Now I know what some of you may be thinking “pssht, you put took some data and put it on a map? I could do that.” And you’re absolutely right, you could! What’s so simple for us to do can be transformative to these organizations.
Another example comes from the NYC Parks department. They have info about every single tree in the “urban forest” - such a beautiful name for the city’s trees - but they didn’t know the answers to even the most basic questions, namely, when we prune a tree to prevent future disasters, does it help? We suspect it does, but can we use our data to show it?
So they teamed up with this guy, Brian D’Alessandro, who spends all day at an advertising company figuring out, if he shows you an ad, do you do something different in the future? Well it turns out that that same model and algorithm can be used to answer “if I prune a tree, are there fewer disasters in the future?”

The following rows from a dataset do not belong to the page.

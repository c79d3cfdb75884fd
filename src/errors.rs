use axum::http::StatusCode;
use chrono::NaiveDate;

#[derive(Debug, thiserror::Error)]
pub enum StoreError {
    #[error("failed to write {key}: {source}")]
    Io {
        key: &'static str,
        #[source]
        source: std::io::Error,
    },
    #[error("failed to encode {key}: {source}")]
    Encode {
        key: &'static str,
        #[source]
        source: serde_json::Error,
    },
}

/// Failure kinds of a single remote blob round trip.
#[derive(Debug, Clone, PartialEq, Eq, thiserror::Error)]
pub enum RemoteError {
    #[error("no remote backend configured")]
    NotConfigured,
    #[error("remote document {0} not found")]
    NotFound(String),
    #[error("remote rejected credentials")]
    Unauthorized,
    #[error("remote returned status {status}: {body}")]
    Status { status: u16, body: String },
    #[error("network error: {0}")]
    Transport(String),
    #[error("unexpected remote payload: {0}")]
    Decode(String),
}

impl From<reqwest::Error> for RemoteError {
    fn from(err: reqwest::Error) -> Self {
        if err.is_decode() {
            Self::Decode(err.to_string())
        } else {
            Self::Transport(err.to_string())
        }
    }
}

#[derive(Debug, thiserror::Error)]
pub enum TrackerError {
    #[error("{0}")]
    Validation(String),
    #[error("no record for {0}")]
    NotFound(NaiveDate),
    #[error(transparent)]
    Store(#[from] StoreError),
}

#[derive(Debug, thiserror::Error)]
pub enum SyncError {
    #[error(transparent)]
    Remote(#[from] RemoteError),
    #[error(transparent)]
    Store(#[from] StoreError),
}

#[derive(Debug, thiserror::Error)]
pub enum AuthError {
    #[error("{0}")]
    Validation(String),
    #[error("username {0} is already registered")]
    UsernameTaken(String),
    #[error("invalid username or password")]
    InvalidCredentials,
    #[error("not logged in")]
    NotLoggedIn,
    #[error(transparent)]
    Store(#[from] StoreError),
}

#[derive(Debug)]
pub struct AppError {
    pub status: StatusCode,
    pub message: String,
}

impl AppError {
    pub fn bad_request(message: impl Into<String>) -> Self {
        Self {
            status: StatusCode::BAD_REQUEST,
            message: message.into(),
        }
    }

    pub fn not_found(message: impl Into<String>) -> Self {
        Self {
            status: StatusCode::NOT_FOUND,
            message: message.into(),
        }
    }

    pub fn forbidden(message: impl Into<String>) -> Self {
        Self {
            status: StatusCode::FORBIDDEN,
            message: message.into(),
        }
    }

    pub fn internal(err: impl std::error::Error) -> Self {
        Self {
            status: StatusCode::INTERNAL_SERVER_ERROR,
            message: err.to_string(),
        }
    }
}

impl From<StoreError> for AppError {
    fn from(err: StoreError) -> Self {
        Self::internal(err)
    }
}

impl From<TrackerError> for AppError {
    fn from(err: TrackerError) -> Self {
        match err {
            TrackerError::Validation(message) => Self::bad_request(message),
            TrackerError::NotFound(_) => Self::not_found(err.to_string()),
            TrackerError::Store(err) => Self::internal(err),
        }
    }
}

impl From<AuthError> for AppError {
    fn from(err: AuthError) -> Self {
        let status = match &err {
            AuthError::Validation(_) => StatusCode::BAD_REQUEST,
            AuthError::UsernameTaken(_) => StatusCode::CONFLICT,
            AuthError::InvalidCredentials | AuthError::NotLoggedIn => StatusCode::UNAUTHORIZED,
            AuthError::Store(_) => StatusCode::INTERNAL_SERVER_ERROR,
        };
        Self {
            status,
            message: err.to_string(),
        }
    }
}

impl From<RemoteError> for AppError {
    fn from(err: RemoteError) -> Self {
        let status = match &err {
            RemoteError::NotConfigured => StatusCode::SERVICE_UNAVAILABLE,
            RemoteError::NotFound(_) => StatusCode::NOT_FOUND,
            _ => StatusCode::BAD_GATEWAY,
        };
        Self {
            status,
            message: err.to_string(),
        }
    }
}

impl axum::response::IntoResponse for AppError {
    fn into_response(self) -> axum::response::Response {
        (self.status, self.message).into_response()
    }
}
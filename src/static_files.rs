use crate::errors::AppError;
use crate::state::AppState;
use axum::{
    extract::{Path as UrlPath, State},
    http::header,
    response::{IntoResponse, Response},
};
use std::path::{Component, Path, PathBuf};
use tokio::fs;
use tracing::warn;

pub fn content_type_for(path: &Path) -> &'static str {
    let extension = path
        .extension()
        .and_then(|ext| ext.to_str())
        .map(|ext| ext.to_ascii_lowercase());
    match extension.as_deref() {
        Some("html") | Some("htm") => "text/html; charset=utf-8",
        Some("css") => "text/css; charset=utf-8",
        Some("js") | Some("mjs") => "application/javascript; charset=utf-8",
        Some("json") => "application/json",
        Some("webmanifest") => "application/manifest+json",
        Some("png") => "image/png",
        Some("jpg") | Some("jpeg") => "image/jpeg",
        Some("gif") => "image/gif",
        Some("svg") => "image/svg+xml",
        Some("ico") => "image/x-icon",
        Some("webp") => "image/webp",
        Some("woff2") => "font/woff2",
        Some("txt") => "text/plain; charset=utf-8",
        _ => "application/octet-stream",
    }
}

/// Join `requested` under `root`, refusing anything that could climb out of
/// it. `None` means the path was rejected.
pub fn resolve_static_path(root: &Path, requested: &str) -> Option<PathBuf> {
    if requested.is_empty() || requested.contains('\\') || requested.contains('\0') {
        return None;
    }

    let mut resolved = root.to_path_buf();
    for component in Path::new(requested).components() {
        match component {
            Component::Normal(part) => resolved.push(part),
            Component::CurDir => {}
            Component::ParentDir | Component::RootDir | Component::Prefix(_) => return None,
        }
    }
    Some(resolved)
}

pub async fn serve_static(
    State(state): State<AppState>,
    UrlPath(requested): UrlPath<String>,
) -> Result<Response, AppError> {
    let Some(path) = resolve_static_path(&state.static_dir, &requested) else {
        warn!("rejected static path {requested:?}");
        return Err(AppError::forbidden("forbidden"));
    };

    match fs::read(&path).await {
        Ok(bytes) => Ok(([(header::CONTENT_TYPE, content_type_for(&path))], bytes).into_response()),
        Err(err) if err.kind() == std::io::ErrorKind::NotFound => Err(AppError::not_found("not found")),
        Err(err) if err.kind() == std::io::ErrorKind::IsADirectory => Err(AppError::not_found("not found")),
        Err(err) => Err(AppError::internal(err)),
    }
}
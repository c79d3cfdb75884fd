use chrono::NaiveDate;
use serde::{Deserialize, Serialize};
use std::collections::BTreeMap;

/// One logged value for a calendar day.
#[derive(Debug, Clone, PartialEq, Eq, Serialize, Deserialize)]
pub struct Record {
    pub date: NaiveDate,
    pub value: u64,
    pub delta: i64,
    #[serde(default)]
    pub note: String,
    /// Creation instant in unix milliseconds.
    pub timestamp: i64,
}

#[derive(Debug, Clone, PartialEq, Eq, Serialize, Deserialize, Default)]
#[serde(rename_all = "camelCase")]
pub struct StreakState {
    pub current_streak: u32,
    pub longest_streak: u32,
    pub last_record_date: Option<NaiveDate>,
    pub today_completed: bool,
}

#[derive(Debug, Clone, Copy, PartialEq, Eq, PartialOrd, Ord, Hash, Serialize, Deserialize)]
#[serde(rename_all = "snake_case")]
pub enum AchievementId {
    FirstRecord,
    Streak3,
    Streak7,
    Streak30,
    Records10,
    Records50,
    Records100,
    Value1000,
    ChallengeComplete,
}

impl AchievementId {
    pub const ALL: [AchievementId; 9] = [
        AchievementId::FirstRecord,
        AchievementId::Streak3,
        AchievementId::Streak7,
        AchievementId::Streak30,
        AchievementId::Records10,
        AchievementId::Records50,
        AchievementId::Records100,
        AchievementId::Value1000,
        AchievementId::ChallengeComplete,
    ];
}

#[derive(Debug, Clone, Copy, PartialEq, Eq, Serialize, Deserialize, Default)]
#[serde(rename_all = "camelCase")]
pub struct Achievement {
    pub unlocked: bool,
    pub unlocked_date: Option<i64>,
}

pub type AchievementSet = BTreeMap<AchievementId, Achievement>;

#[derive(Debug, Clone, PartialEq, Eq, Serialize, Deserialize)]
#[serde(rename_all = "camelCase")]
pub struct ChallengeState {
    pub target: u64,
    pub start_date: NaiveDate,
    pub end_date: NaiveDate,
    pub current_progress: u64,
    pub completed: bool,
    pub completed_date: Option<NaiveDate>,
}

#[derive(Debug, Clone, PartialEq, Eq, Serialize, Deserialize)]
#[serde(rename_all = "camelCase")]
pub struct UserProfile {
    pub id: String,
    pub username: String,
    pub credential_hash: String,
    pub salt: String,
    pub created_at: i64,
    pub last_login: Option<i64>,
}

/// Everything the device holds locally.
#[derive(Debug, Clone, PartialEq, Eq, Serialize, Deserialize, Default)]
pub struct Snapshot {
    /// Chronological order, oldest first.
    pub records: Vec<Record>,
    pub streak: StreakState,
    pub achievements: AchievementSet,
    pub challenge: Option<ChallengeState>,
    pub users: Vec<UserProfile>,
}

/// The document stored in the remote blob store. Fields may be missing when
/// another client wrote the document.
#[derive(Debug, Clone, PartialEq, Eq, Serialize, Deserialize, Default)]
pub struct RemoteSnapshot {
    #[serde(default)]
    pub records: Vec<Record>,
    #[serde(default, skip_serializing_if = "Option::is_none")]
    pub streak: Option<StreakState>,
    #[serde(default, skip_serializing_if = "Option::is_none")]
    pub achievements: Option<AchievementSet>,
    #[serde(default, skip_serializing_if = "Option::is_none")]
    pub challenge: Option<ChallengeState>,
    #[serde(default)]
    pub users: Vec<UserProfile>,
}

impl From<&Snapshot> for RemoteSnapshot {
    fn from(local: &Snapshot) -> Self {
        Self {
            records: local.records.clone(),
            streak: Some(local.streak.clone()),
            achievements: Some(local.achievements.clone()),
            challenge: local.challenge.clone(),
            users: local.users.clone(),
        }
    }
}

#[derive(Debug, Clone, PartialEq, Eq, Serialize, Deserialize)]
#[serde(tag = "type", content = "data", rename_all = "snake_case")]
pub enum ChangeKind {
    Upsert(Record),
    Delete(NaiveDate),
    Challenge(Option<ChallengeState>),
}

/// A local mutation waiting to be pushed.
#[derive(Debug, Clone, PartialEq, Eq, Serialize, Deserialize)]
pub struct PendingChange {
    pub kind: ChangeKind,
    pub timestamp: i64,
}

#[derive(Debug, Deserialize)]
pub struct SubmitRecordRequest {
    pub date: Option<NaiveDate>,
    pub value: i64,
    pub note: Option<String>,
}

#[derive(Debug, Deserialize)]
pub struct EditRecordRequest {
    pub value: Option<i64>,
    pub note: Option<String>,
}

#[derive(Debug, Deserialize)]
pub struct ChallengeRequest {
    pub target: i64,
    pub start_date: Option<NaiveDate>,
    pub end_date: NaiveDate,
}

#[derive(Debug, Deserialize)]
pub struct CredentialsRequest {
    pub username: String,
    pub password: String,
}

#[derive(Debug, Deserialize)]
pub struct ConnectivityRequest {
    pub online: bool,
}

#[derive(Debug, Deserialize)]
pub struct LeaderboardQuery {
    pub ids: String,
}

#[derive(Debug, Serialize)]
pub struct MutationResponse {
    pub record: Option<Record>,
    pub streak: StreakState,
    pub challenge: Option<ChallengeState>,
    pub unlocked: Vec<AchievementId>,
    pub pending: usize,
}

#[derive(Debug, Serialize)]
pub struct ProfileResponse {
    pub id: String,
    pub username: String,
    pub created_at: i64,
    pub last_login: Option<i64>,
}

impl From<&UserProfile> for ProfileResponse {
    fn from(profile: &UserProfile) -> Self {
        Self {
            id: profile.id.clone(),
            username: profile.username.clone(),
            created_at: profile.created_at,
            last_login: profile.last_login,
        }
    }
}

#[derive(Debug, Serialize)]
pub struct DailyPoint {
    pub date: String,
    pub value: Option<u64>,
    pub delta: i64,
}

#[derive(Debug, Serialize)]
pub struct WeeklyPoint {
    pub week: String,
    pub start_date: String,
    pub end_date: String,
    pub records: u8,
    pub net_delta: i64,
}

#[derive(Debug, Serialize)]
pub struct WeeklyAveragePoint {
    pub week: String,
    pub days_counted: u8,
    pub avg_value: f64,
}

#[derive(Debug, Serialize)]
pub struct StatsResponse {
    pub last_7_days: Vec<DailyPoint>,
    pub weekly_totals: Vec<WeeklyPoint>,
    pub weekly_averages: Vec<WeeklyAveragePoint>,
}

What you’re seeing here is a visualization that volunteers made of the density of trees in NY, but what’s more important than this is that Brian helped them calculate a number - 32%. If you prune trees in NY, there are 32% fewer emergencies on those blocks than on the blocks that you didn’t. That was the first time that number had been calculated, it’s helping the city become more effective, and now other urban forestry programs from other cities are asking New York, how can we do the same thing? that’s fantastic.
And I want you to note one last important thing - I didn’t say the White House commissioned Google to work with UNICEF to do this. Nope. Volunteers, in their spare time on nights and weekends, worked with visionary non-profits and social organizations to do this.